特集:データ×テクノロジーの融合が生み出す未来

Expert Interviewエキスパートインタビュー

アートとテクノロジーの融合によって、未来の世界が見えてくる。

2019.6.28

真鍋 大度
(アーティスト)

アートとテクノロジーの融合によって、未来の世界が見えてくる。

コンピュータや通信技術の急速な進化により、近年、メディアアートで培われた表現が次々と社会に実装されてきた。その最前線で世界を驚かせ続けてきたのが、メディアアート、データアート、エンジニアリング、インターフェイスデザイン、プロダクトデザイン、建築、映像、音楽など、多彩なバックグラウンドを持つ個性豊かなクリエイター、プロデューサーらを擁するプロダクション「ライゾマティクス(Rhizomatiks)」を率いる真鍋大度氏である。

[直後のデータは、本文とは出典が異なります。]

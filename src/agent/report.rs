//! Session results and the printed summary box.

use std::fmt;

use chrono::{DateTime, Local};
use serde::{Deserialize, Serialize};

use super::context::{head_chars, InteractionContext};
use crate::actions::OutcomeStatus;

const BOX_WIDTH: usize = 63;
const ANSWER_LINE_CHARS: usize = 60;
const RECENT_ACTIONS: usize = 3;

/// How a session ended.
#[derive(Debug, Clone, Copy, PartialEq, Eq, Serialize, Deserialize)]
#[serde(rename_all = "snake_case")]
pub enum SessionStatus {
    Success,
    PartialFailure,
    MaxIterationsReached,
    Cancelled,
}

impl SessionStatus {
    pub fn as_str(self) -> &'static str {
        match self {
            Self::Success => "success",
            Self::PartialFailure => "partial_failure",
            Self::MaxIterationsReached => "max_iterations_reached",
            Self::Cancelled => "cancelled",
        }
    }

    /// Heading used when printing the report.
    pub fn title(self) -> &'static str {
        match self {
            Self::Success => "✅ Task completed",
            Self::PartialFailure => "⚠️ Task finished with missing information",
            Self::MaxIterationsReached => "⏱️ Iteration limit reached",
            Self::Cancelled => "🛑 Session cancelled",
        }
    }
}

impl fmt::Display for SessionStatus {
    fn fmt(&self, f: &mut fmt::Formatter<'_>) -> fmt::Result {
        f.write_str(self.as_str())
    }
}

/// Everything a caller learns about a finished session.
#[derive(Debug, Clone, PartialEq, Serialize, Deserialize)]
pub struct SessionReport {
    pub status: SessionStatus,
    pub message: String,
    pub iterations_used: u32,
    pub actions_completed: usize,
    pub final_answer: Option<String>,
    /// Rendered summary box.
    pub summary: String,
}

impl SessionReport {
    pub fn is_success(&self) -> bool {
        self.status == SessionStatus::Success
    }
}

/// Whether the answer reads like the goal was met.
fn looks_successful(ctx: &InteractionContext, answer: &str) -> bool {
    let lower = answer.to_lowercase();
    if ctx.last_error.is_some()
        || answer.contains("could not synthesize")
        || answer.contains("Max iterations reached")
    {
        return false;
    }
    let positive = ctx.info_retrieved
        || answer.contains("Goal marked as achieved")
        || lower.contains("confirm its completion")
        || lower.contains("task completed");
    let negative = lower.contains("could not be retrieved")
        || lower.contains("unable to find")
        || answer.contains("[some_information]")
        || answer.contains("[weather_information]");
    positive && !negative
}

fn border(left: char, right: char) -> String {
    format!("{left}{}{right}", "═".repeat(BOX_WIDTH))
}

fn row(content: &str) -> String {
    let width = content.chars().count();
    let padding = BOX_WIDTH.saturating_sub(width + 1);
    format!("║ {content}{}║", " ".repeat(padding))
}

fn centered(content: &str) -> String {
    let width = content.chars().count();
    let left = BOX_WIDTH.saturating_sub(width) / 2;
    let right = BOX_WIDTH.saturating_sub(width + left);
    format!("║{}{content}{}║", " ".repeat(left), " ".repeat(right))
}

/// Render the framed session summary.
///
/// # Arguments
/// * `ctx` - Final session state.
/// * `iterations_used` - Iterations the loop ran.
/// * `max_iterations` - The configured budget.
/// * `now` - Completion timestamp.
pub fn render_summary(
    ctx: &InteractionContext,
    iterations_used: u32,
    max_iterations: u32,
    now: DateTime<Local>,
) -> String {
    let answer = ctx.final_answer.as_deref().unwrap_or("Not synthesized.");
    let status = if looks_successful(ctx, answer) {
        "✅ SUCCESS"
    } else {
        "⚠️ PARTIAL/CHECK"
    };
    let history = ctx.history();

    let mut lines = vec![
        border('╔', '╗'),
        centered("🎯 WEB AGENT RESULT"),
        border('╠', '╣'),
        row(&format!("📅 Completed: {}", now.format("%Y-%m-%d %H:%M:%S"))),
        row(&format!("🎯 Goal: {}", head_chars(&ctx.user_goal, 45))),
        row(&format!("🔄 Iterations: {iterations_used:<8} Max: {max_iterations}")),
        row(&format!("⚡ Actions: {}", history.len())),
        row(&format!(
            "🌐 Final URL: {}",
            head_chars(ctx.current_page_url.as_deref().unwrap_or("N/A"), 43)
        )),
        row(&format!("📊 Status: {status}")),
        border('╠', '╣'),
        row("💬 FINAL ANSWER TO GOAL:"),
    ];

    let chars: Vec<char> = answer.chars().collect();
    for (index, chunk) in chars.chunks(ANSWER_LINE_CHARS).enumerate() {
        let text: String = chunk.iter().collect();
        let prefix = if index == 0 { ">> " } else { "   " };
        lines.push(row(&format!("{prefix}{text}")));
    }
    if chars.is_empty() {
        lines.push(row(">> "));
    }

    lines.push(border('╠', '╣'));
    lines.push(centered("📋 RECENT ACTIONS"));
    let skipped = history.len().saturating_sub(RECENT_ACTIONS);
    for (index, entry) in history[skipped..].iter().enumerate() {
        let icon = match entry.outcome.status {
            OutcomeStatus::Success => "✅",
            OutcomeStatus::Error => "❌",
        };
        lines.push(row(&format!(
            "{}. {icon} {:<25} {:<12}",
            index + 1,
            entry.action_taken.action_type,
            entry.outcome.status.to_string()
        )));
    }
    if skipped > 0 {
        lines.push(row(&format!("   ... and {skipped} more actions earlier")));
    }
    lines.push(border('╚', '╝'));

    lines.join("\n")
}

#[cfg(test)]
mod tests {
    use super::*;
    use crate::actions::{ActionDescriptor, ActionOutcome};
    use crate::agent::policy::CompletionPolicy;
    use serde_json::json;

    fn finished_context() -> InteractionContext {
        let policy = CompletionPolicy::default();
        let mut ctx = InteractionContext::new("Open example.com and log in");
        ctx.record_outcome(
            ActionDescriptor::new("navigate", json!({"url": "https://example.com"})),
            ActionOutcome::success().with_url("https://example.com/"),
            &policy,
        );
        for i in 0..3 {
            ctx.record_outcome(
                ActionDescriptor::new("click_element", json!({"selector": format!("#b{i}")})),
                ActionOutcome::success(),
                &policy,
            );
        }
        ctx
    }

    #[test]
    fn test_status_serialization() {
        assert_eq!(
            serde_json::to_value(SessionStatus::MaxIterationsReached).unwrap(),
            json!("max_iterations_reached")
        );
        assert_eq!(SessionStatus::PartialFailure.to_string(), "partial_failure");
    }

    #[test]
    fn test_summary_lists_recent_actions() {
        let mut ctx = finished_context();
        ctx.final_answer = Some("Task completed: logged in".to_string());

        let summary = render_summary(&ctx, 4, 25, Local::now());

        assert!(summary.contains("🔄 Iterations: 4        Max: 25"));
        assert!(summary.contains("⚡ Actions: 4"));
        assert!(summary.contains("🌐 Final URL: https://example.com/"));
        assert!(summary.contains("✅ SUCCESS"));
        assert!(summary.contains("... and 1 more actions earlier"));
        assert_eq!(summary.matches("click_element").count(), 3);
        assert!(!summary.contains("navigate "));
    }

    #[test]
    fn test_summary_flags_missing_information() {
        let mut ctx = finished_context();
        ctx.final_answer = Some("The temperature could not be retrieved.".to_string());

        let summary = render_summary(&ctx, 2, 25, Local::now());
        assert!(summary.contains("⚠️ PARTIAL/CHECK"));
    }

    #[test]
    fn test_long_answer_wraps() {
        let mut ctx = InteractionContext::new("goal");
        ctx.final_answer = Some("a".repeat(130));

        let summary = render_summary(&ctx, 1, 25, Local::now());
        let answer_lines = summary.lines().filter(|l| l.contains("aaaa")).count();
        assert_eq!(answer_lines, 3);
        assert!(!summary.contains("Not synthesized."));
    }
}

メディアアート作品制作の傍ら、広告制作やイベントの演出、ミュージシャンやアーティストのライブ演出といったフィールドで新しいテクノロジーを駆使したインタラクションデザインやソフトウェアエンジニアリングを手掛け、新たな表現を様々なジャンルに展開してきた。テクノロジーの進化がますます加速する中で、アートやエンターテインメントはどう変化していくのか。そして、メディアアートはこれからの社会でどういう役割を果たしていくのか。トップランナーである真鍋氏に聞いた。

(インタビュー・文/近藤 雄生 写真/黒滝千里〈アマナ〉)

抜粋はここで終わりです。